Approval-Based Committee Voting under Uncertainty
Hariz Aziz, Venkateswara Rao Kagita, Baharak Rastegari, Mashbat Suzuki
TL;DR
This work extends approval-based committee voting to settings with uncertain voter preferences by introducing four probabilistic models of uncertainty and studying how to maximize or verify justified representation (JR) under that uncertainty. The authors define a suite of problems (JR-Probability, IsPossJR, IsNecJR, ExistsNecJR, MaxJR) and their PJR/EJR variants, and provide a comprehensive computational complexity landscape across models, including NP-completeness, coNP-hardness, and #P-completeness results. Key findings include NP-completeness of ExistsNecJR across all models, polynomial-time solvability for certain IsPossJR cases (except Lottery), and #P-completeness of JR-Probability in the 3VA model, with several tractability and hardness results depending on model and parameter regimes (e.g., $k=n$).
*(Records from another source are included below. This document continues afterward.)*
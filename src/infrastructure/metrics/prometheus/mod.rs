mod counters;
mod prometheus_metrics;
mod recorder;

pub use prometheus_metrics::PrometheusMetrics;
use std::sync::Arc;

pub(crate) use counters::{increment_completed, increment_rejected, increment_started};
pub(crate) use recorder::{init_metrics, render_metrics};

/// Creates a Prometheus metrics implementation, installing the global
/// recorder if this process has not done so yet.
pub fn create() -> anyhow::Result<crate::domain::MetricsPtr> {
    tracing::info!("Initializing Prometheus metrics");
    init_metrics()?;

    Ok(Arc::new(PrometheusMetrics::new()))
}

#[cfg(test)]
mod tests {
    use super::*;
    use crate::domain::{CeremonyKind, ErrorCategory};

    #[test]
    fn create_is_repeatable_and_renders_counters() {
        // ---
        let first = create().unwrap();
        let second = create().unwrap();

        first.record_ceremony_started(CeremonyKind::Registration);
        second.record_ceremony_rejected(
            CeremonyKind::Authentication,
            ErrorCategory::SecurityInvariant,
        );

        let text = first.render();
        assert!(text.contains("ceremonies_started_total"));
        assert!(text.contains("ceremonies_rejected_total"));
        assert!(text.contains("clone_detections_total"));
    }
}
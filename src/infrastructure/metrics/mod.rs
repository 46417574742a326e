pub mod noop;
pub mod prometheus;

pub use noop::create as create_noop_metrics;
pub use prometheus::create as create_prom_metrics;
//! Transport encoding for ceremony byte strings.
//!
//! Challenges, credential ids, public keys and signatures travel as
//! URL-safe base64 without padding. Ceremony logic only ever sees the
//! decoded bytes.

use base64::engine::general_purpose::URL_SAFE_NO_PAD;
use base64::Engine;
use thiserror::Error;

/// Failure to turn wire text back into bytes.
#[derive(Debug, Error, Clone, PartialEq, Eq)]
#[error("malformed encoding: {reason}")]
pub struct CodecError {
    reason: String,
}

/// Encode raw bytes as URL-safe, unpadded base64.
pub fn encode(bytes: &[u8]) -> String {
    URL_SAFE_NO_PAD.encode(bytes)
}

/// Decode URL-safe, unpadded base64.
///
/// Rejects characters outside the URL-safe alphabet, any `=` padding and
/// trailing groups that do not map back onto whole bytes.
pub fn decode(text: &str) -> Result<Vec<u8>, CodecError> {
    // ---
    URL_SAFE_NO_PAD.decode(text).map_err(|e| CodecError {
        reason: e.to_string(),
    })
}
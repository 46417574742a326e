mod database;
pub mod metrics;
mod session;
mod verifier;

pub use database::{create_postgres_repository, MemoryRepository, PostgresRepository};
pub use metrics::{create_noop_metrics, create_prom_metrics};
pub use session::{create_redis_session_store, MemorySessionStore, RedisSessionStore};
pub use verifier::{create_verifier, digest_signature, DigestAttestation, DigestVerifier};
The paper highlights the theoretical implications for designing fair, robust ABC rules under uncertainty and suggests directions such as approximation and fixed-parameter tractable approaches for MaxJR, as well as extending the analysis to other fairness notions.
Abstract
We study approval-based committee voting in which a target number of candidates are selected based on voters' approval preferences over candidates. In contrast to most of the work, we consider the setting where voters express uncertain approval preferences and explore four different types of uncertain approval preference models. For each model, we study the problems such as computing a committee with the highest probability of satisfying axioms such as justified representation.